A doutrina costuma classificar as normas penais em branco em:
a) normas penais em branco em sentido lato (impróprias ou homogêneas);
b) normas penais em branco em sentido estrito (próprias ou heterogêneas).[5]
Normas penais em branco em sentido lato são aquelas em que o complemento é determinado pela mesma fonte formal. O órgão encarregado de elaborar o complemento é o mesmo órgão editor da lei incriminadora em branco (homogeneidade de fontes). Ex.: o art. 178 do CP incrimina o fato de "emitir conhecimento de depósito ou warrant, em desacordo com disposição legal" (segundo itálico nosso). Que disposição legal? O conteúdo incriminador não se apresenta preciso. O complemento é a "disposição legal" que regula os institutos do conhecimento de depósito e do warrant. As fontes formais são homogêneas, uma vez que também compete à União legislar sobre Direito Comercial.

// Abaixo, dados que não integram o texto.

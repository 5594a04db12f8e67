// src/frontend/mod.rs

//! Rebuild frontend
//!
//! The actual rebuild is delegated to an AUR helper or pacman itself. The
//! command line is stored in the state database; without a stored value
//! the first helper found in `PATH` is used. In waved mode the frontend runs
//! once per wave and the run stops at the first failure, otherwise it runs
//! once with every package in wave order.

use crate::db::models::Setting;
use crate::error::{Error, Result};
use crate::privilege::Privilege;
use crate::resolver::Wave;
use rusqlite::Connection;
use serde::{Deserialize, Serialize};
use std::fmt;
use std::process::{Command, Stdio};
use tracing::{debug, info, warn};

const SETTING_KEY: &str = "frontend";

/// Helpers tried in order when no frontend is configured
const DEFAULT_FRONTENDS: &[&[&str]] = &[
    &["yay", "-S", "--rebuild"],
    &["pacaur", "-S", "--rebuild"],
    &["trizen", "-S"],
];

const FALLBACK_FRONTEND: &[&str] = &["pacman", "-S"];

#[derive(Debug, Clone, PartialEq, Eq, Serialize, Deserialize)]
pub struct FrontendConfig {
    /// Program followed by its arguments; package names are appended
    pub command: Vec<String>,
    /// Run once per wave instead of once for all packages
    #[serde(default)]
    pub waved: bool,
}

impl FrontendConfig {
    pub fn new(command: Vec<String>, waved: bool) -> Result<Self> {
        if command.first().is_none_or(|program| program.trim().is_empty()) {
            return Err(Error::FrontendError("Frontend command must not be empty".to_string()));
        }
        Ok(Self { command, waved })
    }

    /// First installed default helper, `pacman -S` if none is found
    pub fn detect() -> Self {
        let command = DEFAULT_FRONTENDS
            .iter()
            .find(|candidate| which::which(candidate[0]).is_ok())
            .copied()
            .unwrap_or(FALLBACK_FRONTEND);

        debug!("Using default frontend {}", command[0]);
        Self {
            command: command.iter().map(|s| s.to_string()).collect(),
            waved: false,
        }
    }

    /// The stored frontend, if any
    pub fn stored(conn: &Connection) -> Result<Option<Self>> {
        let Some(value) = Setting::get(conn, SETTING_KEY)? else {
            return Ok(None);
        };

        let config = serde_json::from_str(&value).map_err(|e| {
            Error::FrontendError(format!("Stored frontend setting is invalid: {}", e))
        })?;
        Ok(Some(config))
    }

    /// The stored frontend, or the detected default
    pub fn load(conn: &Connection) -> Result<Self> {
        Ok(Self::stored(conn)?.unwrap_or_else(Self::detect))
    }

    /// Persist this frontend; requires root
    pub fn save(&self, conn: &Connection, privilege: Privilege) -> Result<()> {
        privilege.require_root("frontend --set")?;

        let value = serde_json::to_string(self)
            .map_err(|e| Error::FrontendError(format!("Failed to encode frontend: {}", e)))?;
        Setting::set(conn, SETTING_KEY, &value)?;

        info!("Updated rebuild frontend to {}", self);
        Ok(())
    }

    /// Forget the stored frontend; returns whether one was stored
    pub fn reset(conn: &Connection, privilege: Privilege) -> Result<bool> {
        privilege.require_root("frontend --reset")?;
        let removed = Setting::delete(conn, SETTING_KEY)?;
        if removed {
            info!("Reset rebuild frontend to the default");
        }
        Ok(removed)
    }

    pub fn program(&self) -> &str {
        self.command.first().map(String::as_str).unwrap_or_default()
    }

    /// Rebuild `waves` and return the frontend's exit code
    pub fn run_rebuild(&self, waves: &[Wave]) -> Result<i32> {
        if waves.iter().all(|w| w.is_empty()) {
            debug!("Nothing to rebuild");
            return Ok(0);
        }

        if self.waved {
            for (i, wave) in waves.iter().enumerate() {
                info!("Rebuilding wave {} of {}", i + 1, waves.len());
                let code = self.spawn(wave.iter())?;
                if code != 0 {
                    warn!("Frontend failed on wave {} with exit code {}", i + 1, code);
                    return Ok(code);
                }
            }
            Ok(0)
        } else {
            self.spawn(waves.iter().flatten())
        }
    }

    fn spawn<'p>(&self, packages: impl Iterator<Item = &'p String>) -> Result<i32> {
        let (program, args) = self
            .command
            .split_first()
            .ok_or_else(|| Error::FrontendError("Frontend command is empty".to_string()))?;
        let packages: Vec<&String> = packages.collect();

        debug!("Executing: {} {:?} {:?}", program, args, packages);
        let status = Command::new(program)
            .args(args)
            .args(&packages)
            .stdin(Stdio::inherit())
            .status()
            .map_err(|e| Error::FrontendError(format!("Failed to run '{}': {}", program, e)))?;

        Ok(match status.code() {
            Some(code) => code,
            None => {
                warn!("Frontend '{}' was terminated by a signal", program);
                1
            }
        })
    }
}

impl fmt::Display for FrontendConfig {
    fn fmt(&self, f: &mut fmt::Formatter<'_>) -> fmt::Result {
        write!(
            f,
            "{} ({})",
            self.command.join(" "),
            if self.waved { "waved" } else { "batched" }
        )
    }
}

São normas penais em branco em sentido estrito aquelas cujo complemento está contido em norma procedente de outra instância legislativa ou administrativa (fontes legislativas heterogêneas). Exs.:
1.º) a Lei n. 8.137, de 27.12.1990, impondo sanção criminal a quem vende ou oferece à venda mercadoria por preço superior ao oficialmente tabelado, subordina a tipicidade do fato à subseqüente expedição de portarias ou editais administrativos com as tabelas de preços (art. 6.º, I);
2.º) o processo de adequação típica do crime de tráfico de drogas[6] depende de complemento,[7] uma vez que somente é considerada substância entorpecente ou que determine dependência física ou psíquica a que estiver: 1) especificada em lei; ou 2) relacionada pelo Serviço Nacional de Fiscalização da Medicina e Farmácia do Ministério da Saúde. Não se encontrando a substância especificada em lei ou relacionada em portaria etc., o fato é atípico;[8]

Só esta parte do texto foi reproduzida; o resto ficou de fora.